Quantas e quantas vezes essa frase não foi repetida. Isso significa, basicamente, que o juiz não pode levar em conta para decidir. Nada, absolutamente nada, a não ser que esteja estribado em elementos que constam dos autos.

Tem parecido que, hoje em dia, esta é uma verdade relativa.

São três as razões que me levam a fazer esta afirmação.

Um contexto em que as decisões têm de ser tomadas não levando em conta exclusivamente aquilo que consta dos autos, é o do litigante de má-fé, que age em venire contra factum proprium. Também a conduta da parte que seja anterior ao processo ou mesmo externa, concomitante, ao processo, deve ser levada em consideração.

A boa-fé irradia-se sobre todo o campo do Direito Público1 e Privado2. Para além de assegurar um critério para a adequada interpretação das condutas e gerar novos deveres a serem seguidos, a boa-fé também se volta a coibir o exercício inadmissível de direitos; quer dizer, o exercício de direito subjetivo de modo aparentemente lícito ou que esteja de acordo com o negócio celebrado ou com a lei, mas que deve ser coibido por ser disfuncional.3

Desse modo, os sujeitos são impedidos de desviar o exercício dos direitos de sua função e, ainda, são responsáveis pelas expectativas geradas pelo seu comportamento, objetiva e isoladamente considerado. Por isso, uma conduta que quebra a confiança ou frustra as legítimas expectativas pode ser considerada abusiva e sujeita ao controle do Judiciário.

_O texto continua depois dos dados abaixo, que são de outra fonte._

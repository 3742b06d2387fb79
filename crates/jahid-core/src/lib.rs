pub mod ai;
pub mod config;
pub mod image;
pub mod orchestrator;
pub mod progress;
pub mod state;

// Re-export main types for convenience
pub use ai::{GeminiClient, GenerativeBackend, TextReply};
pub use config::Config;
pub use image::{Attachment, ImageRef};
pub use orchestrator::{RequestKind, Reply, SendRejected};
pub use progress::{LoadingSnapshot, ProgressReporter};
pub use state::{ChatState, Conversation, Message, MessageContent, Mode, Quality, Role};
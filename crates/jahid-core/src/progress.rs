//! Loading indicator shown while a request is in flight.
//!
//! Ultra quality gets a rotating set of phrases and a synthetic progress bar
//! that slows down as it approaches 100% without ever reaching it. Basic
//! quality shows one static phrase. The timers live in a background task that
//! is aborted when the reporter is dropped, so ending the request (or
//! replacing the reporter after a quality change) always stops them.

use std::time::Duration;

use rand::Rng;
use tokio::sync::watch;
use tokio::task::JoinHandle;
use tokio::time::{interval_at, Instant, MissedTickBehavior};

use crate::state::Quality;

pub const ULTRA_PHRASES: [&str; 5] = [
    "Synthesizing 4K Neural Grids...",
    "Calibrating Raytracing Proxies...",
    "Enhancing Textural Fidelity...",
    "Finalizing Ultra HDR Render...",
    "Jahid is perfecting the details...",
];

pub const BASIC_PHRASE: &str = "JAHID IS THINKING...";

pub const PHRASE_INTERVAL: Duration = Duration::from_millis(3500);
pub const PROGRESS_INTERVAL: Duration = Duration::from_millis(500);

const PROGRESS_START: f64 = 5.0;
const FAST_LIMIT: f64 = 90.0;
const SLOW_LIMIT: f64 = 98.0;
const SLOW_STEP: f64 = 0.1;
const CEILING: f64 = 99.0;
pub const MAX_FAST_STEP: f64 = 2.5;

/// Decelerating progress value: fast below 90, crawling up to 98, then frozen
#[derive(Debug, Clone, Copy, PartialEq)]
pub struct ProgressCurve {
    value: f64,
}

impl ProgressCurve {
    pub fn new() -> Self {
        Self { value: PROGRESS_START }
    }

    pub fn value(&self) -> f64 {
        self.value
    }

    /// Advance one step. `jitter` is the fast-phase increment, drawn from
    /// `[0, MAX_FAST_STEP)` by the timer task.
    pub fn step(&mut self, jitter: f64) {
        let increment = if self.value < FAST_LIMIT {
            jitter.clamp(0.0, MAX_FAST_STEP)
        } else if self.value < SLOW_LIMIT {
            SLOW_STEP
        } else {
            0.0
        };
        // A fast step taken just under 90 overshoots into the slow region
        self.value = (self.value + increment).min(CEILING);
    }
}

impl Default for ProgressCurve {
    fn default() -> Self {
        Self::new()
    }
}

/// What the loading indicator should currently display
#[derive(Debug, Clone, PartialEq)]
pub struct LoadingSnapshot {
    pub phrase: &'static str,
    /// Percentage for the ultra progress bar, `None` for basic quality
    pub progress: Option<f64>,
}

impl LoadingSnapshot {
    fn initial(quality: Quality) -> Self {
        match quality {
            Quality::Ultra => Self {
                phrase: ULTRA_PHRASES[0],
                progress: Some(PROGRESS_START),
            },
            Quality::Basic => Self {
                phrase: BASIC_PHRASE,
                progress: None,
            },
        }
    }

    /// Whole percent as displayed to the user
    pub fn percent(&self) -> Option<u8> {
        self.progress.map(|p| p.floor().clamp(0.0, 99.0) as u8)
    }
}

#[derive(Debug)]
pub struct ProgressReporter {
    snapshot: watch::Receiver<LoadingSnapshot>,
    task: Option<JoinHandle<()>>,
}

impl ProgressReporter {
    /// Start the indicator for `quality`. Without a tokio runtime the
    /// indicator stays on its first frame.
    pub fn start(quality: Quality) -> Self {
        let initial = LoadingSnapshot::initial(quality);
        let (tx, rx) = watch::channel(initial);

        let task = match (quality, tokio::runtime::Handle::try_current()) {
            (Quality::Ultra, Ok(handle)) => Some(handle.spawn(run_ultra(tx))),
            _ => None,
        };

        Self {
            snapshot: rx,
            task,
        }
    }

    pub fn snapshot(&self) -> LoadingSnapshot {
        self.snapshot.borrow().clone()
    }
}

impl Drop for ProgressReporter {
    fn drop(&mut self) {
        if let Some(task) = self.task.take() {
            task.abort();
        }
    }
}

async fn run_ultra(tx: watch::Sender<LoadingSnapshot>) {
    let start = Instant::now();
    let mut phrase_timer = interval_at(start + PHRASE_INTERVAL, PHRASE_INTERVAL);
    let mut progress_timer = interval_at(start + PROGRESS_INTERVAL, PROGRESS_INTERVAL);
    phrase_timer.set_missed_tick_behavior(MissedTickBehavior::Delay);
    progress_timer.set_missed_tick_behavior(MissedTickBehavior::Delay);

    let mut phrase_idx = 0;
    let mut curve = ProgressCurve::new();

    loop {
        tokio::select! {
            _ = phrase_timer.tick() => {
                phrase_idx = (phrase_idx + 1) % ULTRA_PHRASES.len();
            }
            _ = progress_timer.tick() => {
                let jitter = rand::thread_rng().gen_range(0.0..MAX_FAST_STEP);
                curve.step(jitter);
            }
        }

        let snapshot = LoadingSnapshot {
            phrase: ULTRA_PHRASES[phrase_idx],
            progress: Some(curve.value()),
        };
        if tx.send(snapshot).is_err() {
            break;
        }
    }
}
impl Reply {
    fn into_content(self) -> MessageContent {
        match self {
            Reply::Text { text, source_urls } => MessageContent {
                text,
                source_urls,
                ..MessageContent::default()
            },
            Reply::Generated {
                prompt,
                image,
                quality,
            } => MessageContent {
                text: format!(
                    "Generated {} image for: \"{}\"",
                    quality.display_name(),
                    prompt
                ),
                image: Some(image),
                is_image_generation: true,
                image_quality: Some(quality),
                source_urls: Vec::new(),
            },
            Reply::Edited { image } => MessageContent {
                text: "Edited your image.".to_string(),
                image: Some(image),
                ..MessageContent::default()
            },
        }
    }
}

/// Admit a send: record the user message, raise the loading flag and pick
/// the capability. Rejections leave the state untouched.
pub fn begin(state: &mut ChatState, text: &str) -> Result<RequestKind, SendRejected> {
    if text.trim().is_empty() && state.attachment().is_none() {
        return Err(SendRejected::Empty);
    }
    if state.is_loading() {
        return Err(SendRejected::Busy);
    }
    if state.mode() == Mode::Live {
        return Err(SendRejected::LiveSessionOpen);
    }

    let request = match (state.mode(), state.attachment()) {
        (Mode::ImageGenerate, _) => RequestKind::GenerateImage {
            prompt: text.to_string(),
            quality: state.quality(),
        },
        (_, Some(attachment)) => RequestKind::EditImage {
            image: attachment.image.clone(),
            mime_type: attachment.mime_type.clone(),
            instruction: if text.trim().is_empty() {
                DEFAULT_EDIT_INSTRUCTION.to_string()
            } else {
                text.to_string()
            },
        },
        _ => RequestKind::GenerateText {
            prompt: text.to_string(),
            history: state.conversation().messages().to_vec(),
            use_search: state.use_search(),
        },
    };

    let user_content = MessageContent {
        image: state.attachment().map(|a| a.image.clone()),
        ..MessageContent::text(text)
    };
    state.append(Role::User, user_content);
    state.start_loading();

    info!(kind = request.label(), "request started");
    Ok(request)
}

/// Perform the one backend call for `request`
pub async fn execute(backend: &dyn GenerativeBackend, request: RequestKind) -> Result<Reply> {
    match request {
        RequestKind::GenerateImage { prompt, quality } => {
            let image = backend.generate_image(&prompt, quality).await?;
            Ok(Reply::Generated {
                prompt,
                image,
                quality,
            })
        }
        RequestKind::EditImage {
            image,
            mime_type,
            instruction,
        } => {
            let image = backend.edit_image(&image, &mime_type, &instruction).await?;
            Ok(Reply::Edited { image })
        }
        RequestKind::GenerateText {
            prompt,
            history,
            use_search,
        } => {
            let reply = backend.generate_text(&prompt, &history, use_search).await?;
            Ok(Reply::Text {
                text: reply.text,
                source_urls: reply.source_urls,
            })
        }
    }
}

/// Record the outcome of an admitted send. Always lowers the loading flag
/// and always appends exactly one model message.
pub fn finish(state: &mut ChatState, outcome: Result<Reply>) -> &Message {
    state.stop_loading();

    let content = match outcome {
        Ok(reply) => {
            if matches!(reply, Reply::Edited { .. }) {
                state.detach_image();
            }
            reply.into_content()
        }
        Err(err) => {
            error!(error = %format!("{:#}", err), "request failed");
            MessageContent::text(REQUEST_FAILED_TEXT)
        }
    };

    state.append(Role::Model, content)
}

/// Lowers the loading flag if the send future is dropped before `finish`
struct LoadingGuard<'a> {
    state: &'a mut ChatState,
}

impl Drop for LoadingGuard<'_> {
    fn drop(&mut self) {
        if self.state.is_loading() {
            warn!("send abandoned before completion");
            self.state.stop_loading();
        }
    }
}

/// Admit, execute and finish a send in one go
pub async fn send(
    state: &mut ChatState,
    backend: &dyn GenerativeBackend,
    text: &str,
) -> Result<Message, SendRejected> {
    let request = begin(state, text)?;
    let guard = LoadingGuard { state };
    let outcome = execute(backend, request).await;
    let message = finish(guard.state, outcome).clone();
    Ok(message)
}

#[cfg(test)]
mod tests {
    use super::*;
    use crate::ai::TextReply;
    use crate::image::Attachment;
    use anyhow::anyhow;
    use async_trait::async_trait;
    use std::sync::Mutex;

    /// Backend that records every call and answers from a script
    #[derive(Default)]
    struct ScriptedBackend {
        calls: Mutex<Vec<String>>,
        fail: bool,
        text_reply: TextReply,
        seen_history: Mutex<Vec<usize>>,
        seen_instruction: Mutex<Option<String>>,
    }

    impl ScriptedBackend {
        fn failing() -> Self {
            Self {
                fail: true,
                ..Self::default()
            }
        }

        fn calls(&self) -> Vec<String> {
            self.calls.lock().unwrap().clone()
        }

        fn image() -> ImageRef {
            ImageRef::from_data_uri("data:image/png;base64,aGVsbG8=").unwrap()
        }
    }

    #[async_trait]
    impl GenerativeBackend for ScriptedBackend {
        async fn generate_text(
            &self,
            prompt: &str,
            history: &[Message],
            _use_search: bool,
        ) -> Result<TextReply> {
            self.calls.lock().unwrap().push(format!("text:{}", prompt));
            self.seen_history.lock().unwrap().push(history.len());
            if self.fail {
                return Err(anyhow!("quota exceeded"));
            }
            Ok(self.text_reply.clone())
        }

        async fn generate_image(&self, prompt: &str, quality: Quality) -> Result<ImageRef> {
            self.calls
                .lock()
                .unwrap()
                .push(format!("image:{}:{}", quality.as_str(), prompt));
            if self.fail {
                return Err(anyhow!("network down"));
            }
            Ok(Self::image())
        }

        async fn edit_image(
            &self,
            _image: &ImageRef,
            mime_type: &str,
            instruction: &str,
        ) -> Result<ImageRef> {
            self.calls.lock().unwrap().push(format!("edit:{}", mime_type));
            *self.seen_instruction.lock().unwrap() = Some(instruction.to_string());
            if self.fail {
                return Err(anyhow!("invalid input"));
            }
            Ok(Self::image())
        }
    }

    fn attachment() -> Attachment {
        Attachment {
            image: ImageRef::from_data_uri("data:image/jpeg;base64,/9j/").unwrap(),
            mime_type: "image/jpeg".to_string(),
            file_name: "photo.jpg".to_string(),
        }
    }

    #[tokio::test]
    async fn test_empty_send_issues_nothing() {
        let backend = ScriptedBackend::default();
        let mut state = ChatState::new();

        assert_eq!(send(&mut state, &backend, "").await, Err(SendRejected::Empty));
        assert_eq!(send(&mut state, &backend, "   \n").await, Err(SendRejected::Empty));
        assert!(state.conversation().is_empty());
        assert!(backend.calls().is_empty());
        assert!(!state.is_loading());
    }

    #[tokio::test]
    async fn test_successful_text_send_appends_user_then_model() {
        let backend = ScriptedBackend {
            text_reply: TextReply {
                text: "Qubits are getting better.".to_string(),
                source_urls: vec!["https://news.example".to_string()],
            },
            ..ScriptedBackend::default()
        };
        let mut state = ChatState::new();

        let reply = send(&mut state, &backend, "Analyze quantum trends").await.unwrap();

        let messages = state.conversation().messages();
        assert_eq!(messages.len(), 2);
        assert_eq!(messages[0].role, Role::User);
        assert_eq!(messages[0].text, "Analyze quantum trends");
        assert_eq!(messages[1].role, Role::Model);
        assert_eq!(messages[1], reply);
        assert_eq!(reply.source_urls, vec!["https://news.example"]);
        assert!(!state.is_loading());
    }

    #[tokio::test]
    async fn test_text_history_excludes_new_user_message() {
        let backend = ScriptedBackend::default();
        let mut state = ChatState::new();

        let _ = send(&mut state, &backend, "first").await;
        let _ = send(&mut state, &backend, "second").await;

        assert_eq!(*backend.seen_history.lock().unwrap(), vec![0, 2]);
    }

    #[tokio::test]
    async fn test_failed_send_appends_error_and_clears_loading() {
        let backend = ScriptedBackend::failing();
        let mut state = ChatState::new();

        let reply = send(&mut state, &backend, "hello").await.unwrap();

        assert_eq!(state.conversation().len(), 2);
        assert_eq!(reply.role, Role::Model);
        assert_eq!(reply.text, REQUEST_FAILED_TEXT);
        assert!(reply.image.is_none());
        assert!(!state.is_loading());
    }

    #[tokio::test]
    async fn test_ultra_image_generation_is_tagged() {
        let backend = ScriptedBackend::default();
        let mut state = ChatState::new();
        state.toggle_engine();
        state.set_quality(Quality::Ultra);

        let reply = send(&mut state, &backend, "a red cube").await.unwrap();

        assert!(reply.is_image_generation);
        assert_eq!(reply.image_quality, Some(Quality::Ultra));
        assert_eq!(reply.text, "Generated Ultra 4K image for: \"a red cube\"");
        assert!(reply.image.is_some());
        assert_eq!(backend.calls(), vec!["image:ultra:a red cube"]);
    }

    #[tokio::test]
    async fn test_image_mode_wins_over_attachment() {
        let backend = ScriptedBackend::default();
        let mut state = ChatState::new();
        state.toggle_engine();
        state.attach(attachment());

        let reply = send(&mut state, &backend, "a cat").await.unwrap();

        assert_eq!(backend.calls(), vec!["image:basic:a cat"]);
        assert_eq!(reply.text, "Generated Basic image for: \"a cat\"");
        // Only the edit path consumes the attachment
        assert!(state.attachment().is_some());
    }

    #[tokio::test]
    async fn test_attachment_without_text_uses_default_edit() {
        let backend = ScriptedBackend::default();
        let mut state = ChatState::new();
        state.attach(attachment());

        let reply = send(&mut state, &backend, "").await.unwrap();

        assert_eq!(backend.calls(), vec!["edit:image/jpeg"]);
        assert_eq!(
            backend.seen_instruction.lock().unwrap().as_deref(),
            Some(DEFAULT_EDIT_INSTRUCTION)
        );
        assert_eq!(reply.text, "Edited your image.");
        assert!(!reply.is_image_generation);
        assert!(state.attachment().is_none());

        // The user message carries the attached image
        let user = &state.conversation().messages()[0];
        assert_eq!(user.image.as_ref().unwrap().mime_type(), "image/jpeg");
    }

    #[tokio::test]
    async fn test_whitespace_instruction_uses_default_edit() {
        let backend = ScriptedBackend::default();
        let mut state = ChatState::new();
        state.attach(attachment());

        send(&mut state, &backend, "  \t ").await.unwrap();

        assert_eq!(
            backend.seen_instruction.lock().unwrap().as_deref(),
            Some(DEFAULT_EDIT_INSTRUCTION)
        );
    }

    #[tokio::test]
    async fn test_failed_edit_keeps_attachment() {
        let backend = ScriptedBackend::failing();
        let mut state = ChatState::new();
        state.attach(attachment());

        let reply = send(&mut state, &backend, "make it blue").await.unwrap();

        assert_eq!(reply.text, REQUEST_FAILED_TEXT);
        assert_eq!(
            backend.seen_instruction.lock().unwrap().as_deref(),
            Some("make it blue")
        );
        assert!(state.attachment().is_some());
    }

    #[test]
    fn test_second_send_while_pending_is_rejected() {
        let mut state = ChatState::new();

        let first = begin(&mut state, "one").unwrap();
        assert!(matches!(first, RequestKind::GenerateText { .. }));
        assert!(state.is_loading());

        assert_eq!(begin(&mut state, "two"), Err(SendRejected::Busy));
        assert_eq!(state.conversation().len(), 1);

        finish(
            &mut state,
            Ok(Reply::Text {
                text: "done".to_string(),
                source_urls: Vec::new(),
            }),
        );
        assert!(!state.is_loading());
        assert!(begin(&mut state, "two").is_ok());
    }

    #[test]
    fn test_live_overlay_blocks_send() {
        let mut state = ChatState::new();
        state.open_live();
        assert_eq!(begin(&mut state, "hello"), Err(SendRejected::LiveSessionOpen));
        assert!(state.conversation().is_empty());
    }

    #[tokio::test]
    async fn test_dropped_send_clears_loading() {
        struct Never;

        #[async_trait]
        impl GenerativeBackend for Never {
            async fn generate_text(&self, _: &str, _: &[Message], _: bool) -> Result<TextReply> {
                std::future::pending().await
            }
            async fn generate_image(&self, _: &str, _: Quality) -> Result<ImageRef> {
                std::future::pending().await
            }
            async fn edit_image(&self, _: &ImageRef, _: &str, _: &str) -> Result<ImageRef> {
                std::future::pending().await
            }
        }

        let mut state = ChatState::new();
        let result = tokio::time::timeout(
            std::time::Duration::from_millis(20),
            send(&mut state, &Never, "hang"),
        )
        .await;

        assert!(result.is_err());
        assert!(!state.is_loading());
        // The user message stays; the model reply never arrived
        assert_eq!(state.conversation().len(), 1);
    }
}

Nem todo comportamento que está em conformidade com a lei deve ser admitido, pois pode não estar em conformidade com o Direito. Se o Direito Positivo é insuficiente para regular de forma expressa todas as possíveis situações que surgem nas relações jurídicas, a solução adotada pelo legislador é impor, mediante o estabelecimento de conceitos e cláusulas abertas, que os indivíduos atuem de modo leal, respeitando os seus comportamentos anteriores e as expectativas que foram criadas a partir deles.

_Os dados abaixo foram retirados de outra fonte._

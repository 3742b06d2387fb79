use crossterm::event::{KeyCode, KeyEvent, KeyModifiers, MouseEvent, MouseEventKind};
use ratatui::layout::Rect;
use jahid_core::Quality;
use crate::app::{App, InputMode, LineInput, SUGGESTIONS};
use crate::tui::AppEvent;

pub async fn handle_event(app: &mut App, event: AppEvent) {
    match event {
        AppEvent::Key(key) => handle_key(app, key),
        AppEvent::Mouse(mouse) => handle_mouse(app, mouse),
        AppEvent::Paste(text) => handle_paste(app, &text),
        AppEvent::Tick => app.tick_animation(),
    }

    // Pick up a finished request on every event, ticks included
    app.poll_request().await;
}

fn handle_key(app: &mut App, key: KeyEvent) {
    // Global keys that work in any mode
    if key.code == KeyCode::Char('c') && key.modifiers.contains(KeyModifiers::CONTROL) {
        app.should_quit = true;
        return;
    }

    // Popups take the keyboard while open
    if app.show_api_key_input {
        match key.code {
            KeyCode::Esc => app.close_api_key_input(),
            KeyCode::Enter => app.confirm_api_key(),
            _ => {
                edit_line(&mut app.api_key_input, key);
            }
        }
        return;
    }

    if app.show_attach_input {
        match key.code {
            KeyCode::Esc => app.close_attach_input(),
            KeyCode::Enter => app.confirm_attach(),
            _ => {
                edit_line(&mut app.attach_input, key);
            }
        }
        return;
    }

    if app.chat.is_live_open() {
        if matches!(key.code, KeyCode::Esc | KeyCode::Char('l') | KeyCode::Char('q')) {
            app.close_live();
        }
        return;
    }

    match app.input_mode {
        InputMode::Normal => handle_normal_mode(app, key),
        InputMode::Editing => handle_editing_mode(app, key),
    }
}

fn handle_normal_mode(app: &mut App, key: KeyEvent) {
    match key.code {
        // Half-page scroll
        KeyCode::Char('d') if key.modifiers.contains(KeyModifiers::CONTROL) => {
            app.scroll_down(app.chat_height / 2);
        }
        KeyCode::Char('u') if key.modifiers.contains(KeyModifiers::CONTROL) => {
            app.scroll_up(app.chat_height / 2);
        }

        KeyCode::Char('q') => app.should_quit = true,

        // Back to the input line
        KeyCode::Char('i') | KeyCode::Enter | KeyCode::Tab => {
            app.input_mode = InputMode::Editing;
        }

        // Engine and options
        KeyCode::Char('m') => app.toggle_engine(),
        KeyCode::Char('b') => app.select_quality(Quality::Basic),
        KeyCode::Char('u') => app.select_quality(Quality::Ultra),
        KeyCode::Char('s') => app.toggle_search(),

        // Images
        KeyCode::Char('a') => app.open_attach_input(),
        KeyCode::Char('x') => app.remove_attachment(),
        KeyCode::Char('w') => app.save_latest_image(),

        KeyCode::Char('l') => app.open_live(),
        KeyCode::Char('K') => app.open_api_key_input(),

        // Scrolling
        KeyCode::Char('j') | KeyCode::Down => app.scroll_down(1),
        KeyCode::Char('k') | KeyCode::Up => app.scroll_up(1),
        KeyCode::Char('g') => app.scroll_up(u16::MAX),
        KeyCode::Char('G') => app.follow_bottom = true,

        // Quick-start prompts on an empty conversation
        KeyCode::Char(c @ '1'..='4') if app.chat.conversation().is_empty() => {
            if let Some(index) = c.to_digit(10) {
                let index = index as usize - 1;
                if index < SUGGESTIONS.len() {
                    app.apply_suggestion(index);
                }
            }
        }

        _ => {}
    }
}

fn handle_editing_mode(app: &mut App, key: KeyEvent) {
    match key.code {
        KeyCode::Esc => {
            app.input_mode = InputMode::Normal;
        }
        KeyCode::Enter => {
            // Disabled while a request is pending or there is nothing to send
            if app.can_send() {
                app.submit();
            }
        }
        KeyCode::Up => app.scroll_up(1),
        KeyCode::Down => app.scroll_down(1),
        _ => {
            edit_line(&mut app.input, key);
        }
    }
}

/// Shared cursor editing for single-line inputs. Returns whether the key was used.
fn edit_line(input: &mut LineInput, key: KeyEvent) -> bool {
    match key.code {
        KeyCode::Backspace => input.backspace(),
        KeyCode::Delete => input.delete(),
        KeyCode::Left => input.move_left(),
        KeyCode::Right => input.move_right(),
        KeyCode::Home => input.move_home(),
        KeyCode::End => input.move_end(),
        KeyCode::Char('a') if key.modifiers.contains(KeyModifiers::CONTROL) => input.move_home(),
        KeyCode::Char('e') if key.modifiers.contains(KeyModifiers::CONTROL) => input.move_end(),
        KeyCode::Char('u') if key.modifiers.contains(KeyModifiers::CONTROL) => input.clear(),
        KeyCode::Char(c) => input.insert(c),
        _ => return false,
    }
    true
}

fn handle_paste(app: &mut App, text: &str) {
    if app.show_api_key_input {
        app.api_key_input.insert_str(text.trim());
    } else if app.show_attach_input {
        app.attach_input.insert_str(text.trim());
    } else if !app.chat.is_live_open() {
        app.input_mode = InputMode::Editing;
        app.input.insert_str(text);
    }
}

fn point_in_rect(x: u16, y: u16, rect: Rect) -> bool {
    x >= rect.x && x < rect.x + rect.width && y >= rect.y && y < rect.y + rect.height
}

fn handle_mouse(app: &mut App, mouse: MouseEvent) {
    let in_chat = app
        .chat_area
        .map(|r| point_in_rect(mouse.column, mouse.row, r))
        .unwrap_or(false);
    if !in_chat {
        return;
    }

    match mouse.kind {
        MouseEventKind::ScrollDown => app.scroll_down(3),
        MouseEventKind::ScrollUp => app.scroll_up(3),
        _ => {}
    }
}
//! Aggregate root traits for the bulk-send domain.

/// Aggregate root marker + minimal interface.
pub trait AggregateRoot {
    /// Strongly-typed aggregate identifier.
    type Id: Clone + Eq + core::hash::Hash + core::fmt::Debug;

    /// Returns the aggregate identifier.
    fn id(&self) -> &Self::Id;

    /// Monotonically increasing version of the aggregate's state.
    ///
    /// Every applied event bumps the version by one. Stores use it as the
    /// compare-and-swap token for read-modify-write cycles.
    fn version(&self) -> u64;
}

/// Aggregate execution semantics (pure, deterministic).
///
/// - **Decision logic**: `handle(&self, cmd)` returns events.
/// - **State mutation**: `apply(&mut self, event)` evolves state.
///
/// Aggregates never perform IO. A store runs `handle` + `apply` inside one
/// atomic step so the decision and the write cannot be split by a concurrent
/// writer.
pub trait Aggregate: AggregateRoot {
    type Command: Clone + core::fmt::Debug;
    type Event: Clone + core::fmt::Debug;
    type Error: core::fmt::Debug;

    /// Evolve in-memory state from a single event.
    fn apply(&mut self, event: &Self::Event);

    /// Decide which events to emit given the current state and a command.
    ///
    /// An empty vector means the command was accepted but changes nothing.
    fn handle(&self, command: &Self::Command) -> Result<Vec<Self::Event>, Self::Error>;

    /// `handle` followed by `apply` for every emitted event.
    fn execute(&mut self, command: &Self::Command) -> Result<Vec<Self::Event>, Self::Error> {
        let events = self.handle(command)?;
        for event in &events {
            self.apply(event);
        }
        Ok(events)
    }
}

Por isso, a vedação ao comportamento contraditório. Se a conduta atual deve respeitar as legítimas expectativas que foram criadas, o comportamento anterior da parte deve ser levado em consideração, quando se analisa se determinada conduta foi violadora da boa-fé. Por isso, Menezes Cordeiro busca definir o nemo potest venire contra factum proprium a partir da noção de "exercício de uma posição jurídica em contradição com o comportamento assumido anteriormente pelo exercente".4

O comportamento contraditório ocorre quando existem dois ou mais comportamentos distintos, isolados e praticados pelo mesmo sujeitos, que embora lícitos, em si mesmos, se contradizem, de modo que o segundo rompe com a expectativa criada pelo primeiro.

No âmbito do processo, a boa-fé objetiva, como cláusula geral, foi expressamente prevista no art. 5º, do CPC, aplicando-se, também, o nemo potest venire contra factum proprium, que coíbe a conduta processual contraditória e desleal. Isto é, também no processo não pode haver a quebra da confiança gerada na parte contrária.

Para que a confiança, de uma das partes na conduta da outra, seja mantida íntegra, não serão levados em conta os atos praticados apenas no processo. Toda a relação das partes será analisada, independentemente de onde a conduta se manifeste: outros processos judiciais, processos administrativos, atos prévios ao ajuizamento da ação e, até mesmo, atos praticados no plano do Direito Material.

Outro exemplo se liga à litigância predatória. De fato, se uma das hipóteses de litigância predatória é o fato de 30 ações serem movidas quando, na verdade, os pedidos feitos, nestas 30 ações, poderiam ser formulados numa só, não há como o juiz se aperceber de que se trata de litigância predatória, a não ser que olhe para além dos limites do próprio processo.

Trata-se também de um comportamento contrário à boa-fé objetiva. A litigância predatória nada é mais é do que o abuso do exercício do direito de ação.5

A verificação da existência de conduta que pode ser qualificada de litigância predatória depende da ponderação entre valores ligados à boa-fé processual e ao acesso à Justiça. Embora a expressão litigância predatória não apareça expressamente em nenhuma norma escrita, evidentemente, é possível associá-la a diversas condutas previstas na lei, como, por exemplo, o art. 77, I, II e III, do CPC.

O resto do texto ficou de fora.